Nel corso della serata verrà inoltre riproposto, ulteriore omaggio alla cultura hip hop e ai significati sociali della street art, uno dei documentari della seconda edizione di Indiecinema Film Festival più belli e più apprezzati dal pubblico: “La zona” di Paolo Maggi. L’autore, già intervistato sul blog di Indiecinema dal critico Emanuele Di Nicola, sarà presente a sua volta per raccontare altri dettagli di questa sua esperienza.
La Zona è un documentario sull’arte urbana come gesto politico, collettivo, necessario.
Girato a Bologna, tra il Centro Civico Gorki, nella periferia di Corticella, e il cuore della città.
Un film nato per strada, tra muri, colori, conflitti.
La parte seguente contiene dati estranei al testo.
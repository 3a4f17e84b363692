//! Graph picker, breadcrumb and refresh button above the graph.

use leptos::prelude::*;

use crate::state::Crumb;

/// Drop-down of the available graphs.
///
/// Shows a single "Loading..." entry until the list arrives.
#[component]
pub fn GraphPicker(
	#[prop(into)] options: Signal<Vec<String>>,
	#[prop(into)] selected: Signal<String>,
	#[prop(into)] loading: Signal<bool>,
	#[prop(into)] on_selection: Callback<String>,
) -> impl IntoView {
	view! {
		<Show
			when=move || !loading.get()
			fallback=|| {
				view! {
					<select>
						<option>"Loading..."</option>
					</select>
				}
			}
		>
			<select on:input=move |ev| on_selection.run(event_target_value(&ev))>
				{move || {
					let current = selected.get();
					options
						.get()
						.into_iter()
						.map(|o| {
							let is_selected = o == current;
							let label = o.clone();
							view! {
								<option value=o selected=is_selected>
									{label}
								</option>
							}
						})
						.collect_view()
				}}
			</select>
		</Show>
	}
}

/// "Graph: [picker] root / region / service", each crumb navigating to its prefix.
#[component]
pub fn ObservatoryBreadcrumb(
	#[prop(into)] graphs: Signal<Vec<String>>,
	#[prop(into)] graph: Signal<String>,
	#[prop(into)] crumbs: Signal<Vec<Crumb>>,
	#[prop(into)] loading: Signal<bool>,
	#[prop(into)] on_selection: Callback<String>,
	#[prop(into)] on_navigate: Callback<Vec<String>>,
) -> impl IntoView {
	view! {
		<div class="observatory-breadcrumb">
			<span class="graph-title">"Graph:"</span>
			<GraphPicker options=graphs selected=graph loading=loading on_selection=on_selection />
			<span class="graph-name" on:click=move |_| on_navigate.run(Vec::new())>
				"root"
			</span>
			{move || {
				crumbs
					.get()
					.into_iter()
					.map(|crumb| {
						let Crumb { name, path } = crumb;
						view! {
							<span class="path-segment">
								<span class="separator">"/"</span>
								<span class="path-name">
									<a class="view-link" on:click=move |_| on_navigate.run(path.clone())>
										{name}
									</a>
								</span>
							</span>
						}
					})
					.collect_view()
			}}
		</div>
	}
}

#[component]
pub fn ObservatoryControls(
	#[prop(into)] graphs: Signal<Vec<String>>,
	#[prop(into)] graph: Signal<String>,
	#[prop(into)] crumbs: Signal<Vec<Crumb>>,
	#[prop(into)] loading: Signal<bool>,
	#[prop(into)] on_selection: Callback<String>,
	#[prop(into)] on_navigate: Callback<Vec<String>>,
	#[prop(into)] on_refresh: Callback<()>,
	/// Live search text, fed to the graph's node matcher.
	match_text: RwSignal<String>,
	#[prop(into)] match_summary: Signal<Option<String>>,
) -> impl IntoView {
	view! {
		<div class="observatory-controls">
			<ObservatoryBreadcrumb
				graphs=graphs
				graph=graph
				crumbs=crumbs
				loading=loading
				on_selection=on_selection
				on_navigate=on_navigate
			/>
			<input
				class="search"
				type="search"
				placeholder="Find node"
				prop:value=move || match_text.get()
				on:input=move |ev| match_text.set(event_target_value(&ev))
			/>
			<span class="match-summary">{move || match_summary.get()}</span>
			<a class="button" on:click=move |_| on_refresh.run(())>
				"Refresh"
			</a>
		</div>
	}
}
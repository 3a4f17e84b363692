//! Dashboard state and the operations that mutate it.

/// Fetches that update a shared state signal.
pub mod actions;
mod observatory;

pub use observatory::{Crumb, ObservatoryState, RequestTicket};
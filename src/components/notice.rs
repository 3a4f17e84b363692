//! Details panel under the graph for the highlighted node.

use std::collections::BTreeMap;

use leptos::prelude::*;

use crate::traffic::{Focus, Notice, NoticeSeverity};

#[cfg(test)]
#[path = "notice_test.rs"]
mod notice_test;

/// What the panel shows about one node.
#[derive(Clone, Debug, PartialEq)]
pub struct NoticeDetails {
	pub title: String,
	pub definition: Option<String>,
	/// Total volume of the node's connections in the drawn level.
	pub volume: f64,
	pub notices: Vec<Notice>,
}

impl NoticeDetails {
	/// Details of `name` as drawn in `focus`, if it is on screen.
	pub fn lookup(
		focus: Focus<'_>,
		name: &str,
		definitions: &BTreeMap<String, String>,
	) -> Option<Self> {
		let node = focus.member(name)?;
		Some(Self {
			title: node.display_name().to_string(),
			definition: node.class.as_ref().and_then(|c| definitions.get(c)).cloned(),
			volume: focus.level().volume_of(name),
			notices: node.notices().to_vec(),
		})
	}
}

fn severity_class(severity: Option<NoticeSeverity>) -> &'static str {
	match severity {
		Some(NoticeSeverity::Error) => "notice notice-error",
		Some(NoticeSeverity::Warning) => "notice notice-warning",
		_ => "notice notice-info",
	}
}

#[component]
pub fn NoticePanel(#[prop(into)] details: Signal<Option<NoticeDetails>>) -> impl IntoView {
	view! {
		<div class="vizceral-notice">
			{move || {
				details
					.get()
					.map(|d| {
						view! {
							<h3>{d.title}</h3>
							{d.definition.map(|def| view! { <p class="definition">{def}</p> })}
							<p class="volume">{format!("{:.1} rps", d.volume)}</p>
							<ul>
								{d
									.notices
									.into_iter()
									.map(|n| {
										let class = severity_class(n.severity);
										let title = n.title;
										view! {
											<li class=class>
												{match n.link {
													Some(href) => {
														view! { <a href=href target="_blank">{title}</a> }
															.into_any()
													}
													None => view! { <span>{title}</span> }.into_any(),
												}}
											</li>
										}
									})
									.collect_view()}
							</ul>
						}
					})
			}}
		</div>
	}
}
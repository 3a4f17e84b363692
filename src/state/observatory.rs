//! The dashboard's view-model: which graph is shown, how far the operator has
//! drilled into it, and the last snapshot fetched for it.

use crate::error::FetchError;
use crate::traffic::TrafficNode;

#[cfg(test)]
#[path = "observatory_test.rs"]
mod observatory_test;

/// Identifies one in-flight graph request; later tickets win.
#[derive(Clone, Copy, Debug, PartialEq, Eq, PartialOrd, Ord)]
pub struct RequestTicket(u64);

/// One clickable breadcrumb element.
#[derive(Clone, Debug, PartialEq)]
pub struct Crumb {
	/// Node name shown for this crumb.
	pub name: String,
	/// The view that clicking the crumb navigates to.
	pub path: Vec<String>,
}

/// Everything the dashboard shows, outside the graph widget itself.
#[derive(Clone, Debug, Default)]
pub struct ObservatoryState {
	/// Base URL of the state endpoint.
	pub base_url: String,
	/// Graphs offered by the picker.
	pub graphs: Vec<String>,
	/// Last snapshot of `current_graph`.
	pub traffic: TrafficNode,
	/// Drill-down path inside `current_graph`.
	pub view: Vec<String>,
	/// Empty until a graph has been loaded.
	pub current_graph: String,
	/// The graph list is being fetched.
	pub loading_graphs: bool,
	/// A graph snapshot is being fetched.
	pub loading_graph: bool,
	/// Last failure, cleared by the next successful snapshot.
	pub error: Option<String>,
	request_seq: u64,
	/// When the latest graph request was issued, in ms since the epoch.
	graph_requested_ms: f64,
}

impl ObservatoryState {
	/// Empty state talking to `base_url`.
	pub fn new(base_url: impl Into<String>) -> Self {
		Self {
			base_url: base_url.into(),
			..Default::default()
		}
	}

	/// Marks the graph list as loading.
	pub fn begin_graph_list(&mut self) {
		self.loading_graphs = true;
	}

	/// Stores a fetched graph list. Returns the graph to load when nothing has
	/// been selected yet.
	pub fn apply_graph_list(&mut self, graphs: Vec<String>) -> Option<String> {
		self.loading_graphs = false;
		self.graphs = graphs;
		if self.current_graph.is_empty() {
			self.graphs.first().cloned()
		} else {
			None
		}
	}

	/// Marks a graph request as in flight and hands out its ticket.
	pub fn begin_graph(&mut self, now_ms: f64) -> RequestTicket {
		self.request_seq += 1;
		self.loading_graph = true;
		self.graph_requested_ms = now_ms;
		RequestTicket(self.request_seq)
	}

	/// Stores a fetched snapshot of `name`.
	///
	/// Switching graphs resets the drill-down path; refreshing the same graph
	/// keeps it. Snapshots without an `updated` stamp get `now_ms`. Returns
	/// false when a newer request has already been issued and the snapshot was
	/// dropped.
	pub fn apply_graph(
		&mut self,
		ticket: RequestTicket,
		name: &str,
		mut traffic: TrafficNode,
		now_ms: f64,
	) -> bool {
		if ticket.0 != self.request_seq {
			return false;
		}
		self.loading_graph = false;
		self.error = None;
		if name != self.current_graph {
			self.current_graph = name.to_string();
			self.view.clear();
		}
		traffic.updated.get_or_insert(now_ms);
		self.traffic = traffic;
		true
	}

	/// Records a failed request. Stale failures are dropped like stale snapshots.
	pub fn apply_error(&mut self, ticket: Option<RequestTicket>, err: &FetchError) {
		match ticket {
			Some(t) if t.0 != self.request_seq => return,
			Some(_) => self.loading_graph = false,
			None => self.loading_graphs = false,
		}
		self.error = Some(err.to_string());
	}

	/// Whether a periodic refresh may go out now. A request still pending after
	/// `stale_after_ms` stops blocking refreshes; its late answer is dropped
	/// by ticket.
	pub fn refresh_due(&self, now_ms: f64, stale_after_ms: f64) -> bool {
		!self.loading_graph || now_ms - self.graph_requested_ms >= stale_after_ms
	}

	/// The graph a refresh should re-fetch.
	pub fn refresh_target(&self) -> Option<String> {
		(!self.current_graph.is_empty()).then(|| self.current_graph.clone())
	}

	/// Breadcrumb navigation.
	pub fn navigate(&mut self, path: Vec<String>) {
		self.view = path;
	}

	/// A view change reported by the visualization, e.g. after a double-click.
	pub fn view_changed(&mut self, view: Vec<String>) {
		self.view = view;
	}

	/// One crumb per path element, each navigating to the prefix ending at it.
	pub fn crumbs(&self) -> Vec<Crumb> {
		self.view
			.iter()
			.enumerate()
			.map(|(i, name)| Crumb {
				name: name.clone(),
				path: self.view[..=i].to_vec(),
			})
			.collect()
	}
}
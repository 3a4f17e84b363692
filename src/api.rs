//! REST client for the state endpoint.
//!
//! `GET {base}/api/state` lists graphs, `GET {base}/api/state/{name}` returns
//! one traffic snapshot.

use gloo_net::http::{Request, Response};
use log::debug;
use serde::de::DeserializeOwned;

use crate::error::FetchError;
use crate::traffic::{GraphList, TrafficNode};

#[cfg(test)]
#[path = "api_test.rs"]
mod api_test;

fn graph_list_url(base_url: &str) -> String {
	format!("{base_url}/api/state")
}

fn graph_url(base_url: &str, name: &str) -> String {
	format!("{base_url}/api/state/{}", encode_segment(name))
}

/// Percent-encodes everything outside the URI unreserved set.
fn encode_segment(segment: &str) -> String {
	let mut out = String::with_capacity(segment.len());
	for b in segment.bytes() {
		match b {
			b'A'..=b'Z' | b'a'..=b'z' | b'0'..=b'9' | b'-' | b'_' | b'.' | b'~' => {
				out.push(b as char)
			}
			_ => out.push_str(&format!("%{b:02X}")),
		}
	}
	out
}

async fn get_json<T: DeserializeOwned>(url: &str) -> Result<T, FetchError> {
	debug!("GET {}", url);
	let resp: Response = Request::get(url).send().await?;
	if !resp.ok() {
		return Err(FetchError::Status {
			status: resp.status(),
			url: url.to_string(),
		});
	}
	Ok(resp.json::<T>().await?)
}

/// Fetches the identifiers of every available graph.
pub async fn fetch_graph_list(base_url: &str) -> Result<Vec<String>, FetchError> {
	let list: GraphList = get_json(&graph_list_url(base_url)).await?;
	Ok(list.graphs)
}

/// Fetches the traffic snapshot of graph `name`.
pub async fn fetch_graph(base_url: &str, name: &str) -> Result<TrafficNode, FetchError> {
	get_json(&graph_url(base_url, name)).await
}
pub mod not_found;
pub mod observatory;
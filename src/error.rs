//! Errors surfaced by the REST client and the config loader.

/// Failure fetching from the state endpoint.
#[derive(Clone, Debug, PartialEq, thiserror::Error)]
pub enum FetchError {
	/// The request never produced a response.
	#[error("request failed: {0}")]
	Network(String),
	/// The server answered with a non-success status.
	#[error("{url} answered {status}")]
	Status {
		/// HTTP status code.
		status: u16,
		/// The URL that was requested.
		url: String,
	},
	/// The body was not the expected JSON.
	#[error("unexpected response body: {0}")]
	Decode(String),
}

impl From<gloo_net::Error> for FetchError {
	fn from(e: gloo_net::Error) -> Self {
		match e {
			gloo_net::Error::SerdeError(e) => FetchError::Decode(e.to_string()),
			other => FetchError::Network(other.to_string()),
		}
	}
}

/// A query-string override that was rejected. The setting keeps its value.
#[derive(Clone, Debug, PartialEq, thiserror::Error)]
pub enum ConfigError {
	/// `api` was blank.
	#[error("ignoring empty api override")]
	EmptyApi,
	/// `refresh` was not a whole number of seconds.
	#[error("ignoring refresh interval '{0}'")]
	Refresh(String),
	/// `log` did not name a level.
	#[error("ignoring log level '{0}'")]
	LogLevel(String),
}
Un documentario che racconta l’arte urbana, costruita dal basso, come gesto di resistenza e comunità.
Lo spazio pubblico è un campo di battaglia, e l’arte è una forma di lotta!
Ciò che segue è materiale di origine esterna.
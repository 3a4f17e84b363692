use std::f64::consts::PI;

use wasm_bindgen::JsValue;
use web_sys::CanvasRenderingContext2d;

use super::engine::TrafficEngine;
use super::scene::{NODE_RADIUS, NodeInfo, Scene};
use crate::traffic::SeverityClass;

/// Distance between the two directions of a bidirectional connection.
const PAIR_OFFSET: f64 = 3.0;

fn ease_out_cubic(t: f64) -> f64 {
	1.0 - (1.0 - t).powi(3)
}

/// Share of the busiest connection, in `0.0..=1.0`.
fn volume_share(volume: f64, max_volume: f64) -> f64 {
	if max_volume <= 0.0 {
		0.0
	} else {
		(volume / max_volume).clamp(0.0, 1.0)
	}
}

pub fn render(engine: &TrafficEngine, ctx: &CanvasRenderingContext2d) {
	let Some(state) = engine.scene() else {
		return;
	};
	ctx.set_fill_style_str(engine.style("colorBackground"));
	ctx.fill_rect(0.0, 0.0, state.width, state.height);
	ctx.save();
	let _ = ctx.translate(state.transform.x, state.transform.y);
	let _ = ctx.scale(state.transform.k, state.transform.k);
	draw_edges(engine, state, ctx);
	draw_nodes(engine, state, ctx);
	ctx.restore();
}

fn node_color<'a>(engine: &'a TrafficEngine, info: &NodeInfo) -> &'a str {
	if info.is_entry {
		engine.style("colorEntryNode")
	} else if info.severity == SeverityClass::Normal {
		engine.style("colorNode")
	} else {
		engine.style(info.severity.style_key())
	}
}

fn draw_edges(engine: &TrafficEngine, state: &Scene, ctx: &CanvasRenderingContext2d) {
	let k = state.transform.k;
	let (dash, gap, arrow_size) = (8.0 / k, 4.0 / k, 8.0 / k);
	let t = ease_out_cubic(state.hover.highlight_t);

	let positions = state.node_positions();
	for edge in state.edges() {
		let (Some(&(x1, y1)), Some(&(x2, y2))) =
			(positions.get(&edge.source), positions.get(&edge.target))
		else {
			continue;
		};
		let (dx, dy) = (x2 - x1, y2 - y1);
		let dist = (dx * dx + dy * dy).sqrt();
		if dist < 0.001 {
			continue;
		}
		let (ux, uy) = (dx / dist, dy / dist);
		// opposite directions of a pair land on opposite sides of the centre line
		let (ox, oy) = if edge.paired {
			(-uy * PAIR_OFFSET, ux * PAIR_OFFSET)
		} else {
			(0.0, 0.0)
		};
		let (x1, y1, x2, y2) = (x1 + ox, y1 + oy, x2 + ox, y2 + oy);
		let share = volume_share(edge.info.volume, state.max_volume);
		// busier connections are thicker and flow faster
		let line_width = (1.0 + 2.5 * share) / k;
		let dash_offset = -(state.flow_time * (15.0 + 60.0 * share)) % (dash + gap);

		let is_highlighted = state.is_highlighted(edge.source) && state.is_highlighted(edge.target);

		// t=0: all edges at base (0.6), t=1: highlighted at 0.9, others at 0.15
		let (edge_alpha, arrow_alpha, width) = if is_highlighted {
			(0.6 + 0.3 * t, 0.8 + 0.1 * t, line_width * (1.0 + 0.3 * t))
		} else {
			(0.6 - 0.45 * t, 0.8 - 0.45 * t, line_width * (1.0 - 0.3 * t))
		};
		let color = engine.style(edge.info.severity.style_key());

		ctx.set_global_alpha(edge_alpha);
		ctx.set_stroke_style_str(color);
		ctx.set_line_width(width);
		let _ = ctx.set_line_dash(&js_sys::Array::of2(
			&JsValue::from_f64(dash),
			&JsValue::from_f64(gap),
		));
		ctx.set_line_dash_offset(dash_offset);

		ctx.begin_path();
		ctx.move_to(x1 + ux * NODE_RADIUS, y1 + uy * NODE_RADIUS);
		ctx.line_to(
			x2 - ux * (NODE_RADIUS + arrow_size),
			y2 - uy * (NODE_RADIUS + arrow_size),
		);
		ctx.stroke();

		let _ = ctx.set_line_dash(&js_sys::Array::new());
		ctx.set_global_alpha(arrow_alpha);
		ctx.set_fill_style_str(color);
		let (tip_x, tip_y) = (x2 - ux * NODE_RADIUS, y2 - uy * NODE_RADIUS);
		let (back_x, back_y) = (tip_x - ux * arrow_size, tip_y - uy * arrow_size);
		let (px, py) = (-uy * arrow_size * 0.5, ux * arrow_size * 0.5);
		ctx.begin_path();
		ctx.move_to(tip_x, tip_y);
		ctx.line_to(back_x + px, back_y + py);
		ctx.line_to(back_x - px, back_y - py);
		ctx.close_path();
		ctx.fill();
	}
	ctx.set_global_alpha(1.0);
	let _ = ctx.set_line_dash(&js_sys::Array::new());
}

fn draw_label(
	engine: &TrafficEngine,
	ctx: &CanvasRenderingContext2d,
	info: &NodeInfo,
	x: f64,
	y: f64,
	alpha: f64,
	k: f64,
) {
	let Some(label) = engine.label(info) else {
		return;
	};
	ctx.set_global_alpha(alpha);
	ctx.set_fill_style_str(engine.style("colorLabelText"));
	ctx.set_font(&format!("{}px sans-serif", 10.0 / k.max(0.5)));
	let _ = ctx.fill_text(&label, x, y + 3.0);
	ctx.set_global_alpha(1.0);
}

fn draw_rings(
	engine: &TrafficEngine,
	state: &Scene,
	ctx: &CanvasRenderingContext2d,
	idx: force_graph::DefaultNodeIdx,
	x: f64,
	y: f64,
	radius: f64,
) {
	let k = state.transform.k;
	if state.matches.contains(&idx) {
		ctx.begin_path();
		let _ = ctx.arc(x, y, radius + 4.0 / k, 0.0, 2.0 * PI);
		ctx.set_stroke_style_str(engine.style("colorSearchMatch"));
		ctx.set_line_width(2.0 / k);
		ctx.stroke();
	}
	if state.selected == Some(idx) {
		ctx.begin_path();
		let _ = ctx.arc(x, y, radius + 7.0 / k, 0.0, 2.0 * PI);
		ctx.set_stroke_style_str(engine.style("colorText"));
		ctx.set_line_width(1.0 / k);
		ctx.stroke();
	}
}

fn draw_nodes(engine: &TrafficEngine, state: &Scene, ctx: &CanvasRenderingContext2d) {
	let (has_highlight, t, k) = (
		state.has_active_highlight(),
		ease_out_cubic(state.hover.highlight_t),
		state.transform.k,
	);

	state.graph.visit_nodes(|node| {
		let idx = node.index();
		if has_highlight && state.is_highlighted(idx) {
			return;
		}
		let info = &node.data.user_data;
		let (x, y) = (node.x() as f64, node.y() as f64);
		let (alpha, radius) = (1.0 - 0.7 * t, NODE_RADIUS * (1.0 - 0.15 * t));

		ctx.set_global_alpha(alpha);
		ctx.begin_path();
		let _ = ctx.arc(x, y, radius, 0.0, 2.0 * PI);
		ctx.set_fill_style_str(node_color(engine, info));
		ctx.fill();
		ctx.set_global_alpha(1.0);

		draw_rings(engine, state, ctx, idx, x, y, radius);
		draw_label(engine, ctx, info, x + radius + 3.0, y, alpha * 0.8, k);
	});

	if !has_highlight {
		return;
	}

	state.graph.visit_nodes(|node| {
		let idx = node.index();
		if !state.is_highlighted(idx) {
			return;
		}
		let info = &node.data.user_data;
		let (x, y) = (node.x() as f64, node.y() as f64);
		let is_hovered = state.is_hovered(idx);
		let is_neighbor =
			state.hover.neighbors.contains(&idx) || state.hover.prev_neighbors.contains(&idx);

		let (radius, glow_radius) = if is_hovered {
			(
				NODE_RADIUS * (1.0 + 0.35 * t),
				NODE_RADIUS * (1.8 + 1.2 * t),
			)
		} else if is_neighbor {
			(NODE_RADIUS * (1.0 + 0.2 * t), NODE_RADIUS * (1.4 + 0.6 * t))
		} else {
			(NODE_RADIUS, 0.0)
		};

		if glow_radius > 0.0 && t > 0.01 {
			if let Ok(gradient) = ctx.create_radial_gradient(x, y, radius * 0.3, x, y, glow_radius)
			{
				let alpha = if is_hovered { 0.35 * t } else { 0.2 * t };
				let _ = gradient.add_color_stop(0.0, &format!("rgba(255, 255, 255, {})", alpha));
				let _ = gradient
					.add_color_stop(0.6, &format!("rgba(200, 220, 255, {})", alpha * 0.3));
				let _ = gradient.add_color_stop(1.0, "rgba(255, 255, 255, 0)");
				ctx.begin_path();
				let _ = ctx.arc(x, y, glow_radius, 0.0, 2.0 * PI);
				#[allow(deprecated)]
				ctx.set_fill_style(&gradient);
				ctx.fill();
			}
		}

		ctx.begin_path();
		let _ = ctx.arc(x, y, radius, 0.0, 2.0 * PI);
		ctx.set_fill_style_str(node_color(engine, info));
		ctx.fill();

		if is_hovered && t > 0.01 {
			ctx.begin_path();
			let _ = ctx.arc(x, y, radius + 2.0 / k, 0.0, 2.0 * PI);
			ctx.set_global_alpha(0.7 * t);
			ctx.set_stroke_style_str(engine.style("colorText"));
			ctx.set_line_width(1.5 / k);
			ctx.stroke();
			ctx.set_global_alpha(1.0);
		}

		draw_rings(engine, state, ctx, idx, x, y, radius);
		draw_label(engine, ctx, info, x + radius + 3.0, y, 1.0, k);

		// class description under the hovered node
		if is_hovered {
			if let Some(def) = info.class.as_deref().and_then(|c| engine.definition(c)) {
				ctx.set_global_alpha(t);
				ctx.set_fill_style_str(engine.style("colorText"));
				ctx.set_font(&format!("{}px sans-serif", 9.0 / k.max(0.5)));
				let _ = ctx.fill_text(def, x + radius + 3.0, y + 3.0 + 12.0 / k.max(0.5));
				ctx.set_global_alpha(1.0);
			}
		}
	});
}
Ma ecco nel dettaglio il programma della serata:
Chasing the Double Airflare di Antoine Schirer (Francia 2024, 13′)
Per oltre 15 anni, alcuni dei migliori breaker del pianeta si sono scontrati con un muro di gomma pur di effettuare una mossa ritenuta “impossibile”: il “double airflare”. Perché nessuno ci riesce? A differenza della maggior parte delle mosse di breaking, questa è estremamente pericolosa. “Basta un brutto incidente una volta sola e la tua carriera da B-Boy può finire”. Ne vale la pena? Il B-Boy taiwanese Monkey King la pensa così… e ci prova.

La zona di Paolo Maggi (Italia 2022, 41′)
Bologna, quartiere Navile. Nella periferia bolognese di Corticella l’associazione Serendippo e l’artista Athena invitano quindici street artist di fama internazionale a realizzare una grande opera murale collettiva sul Centro Civico Gorki, recentemente intitolato a William Michelini, partigiano del quartiere. Un’occasione unica di incontro, confronto e talvolta scontro tra generazioni e culture lontane, ma accomunate dalla stessa visione.
Il progetto continua in Via Mascarella, nel cuore di Bologna, dove lo scenario cambia radicalmente: il murale diventa simbolo di resistenza, e l’arte si scontra con i limiti imposti alla libertà di espressione.
Quindici street artist, un quartiere che si riattiva, un murale per la memoria. E Poi il centro città. E un conflitto che racconta tanto del nostro tempo.

Gaza: A Dance School Under The Bombs di Antoine Schirer (Francia/Palestina 2024, 9′)
Nel cuore della Striscia di Gaza, tutta la drammaticità della situazione assieme ai più profondi, umani impulsi vitali della popolazione sotto attacco.
La storia di due insegnanti di hip-hop che hanno continuato a ballare coi bambini a Gaza, finché la loro scuola di danza non è stata bombardata.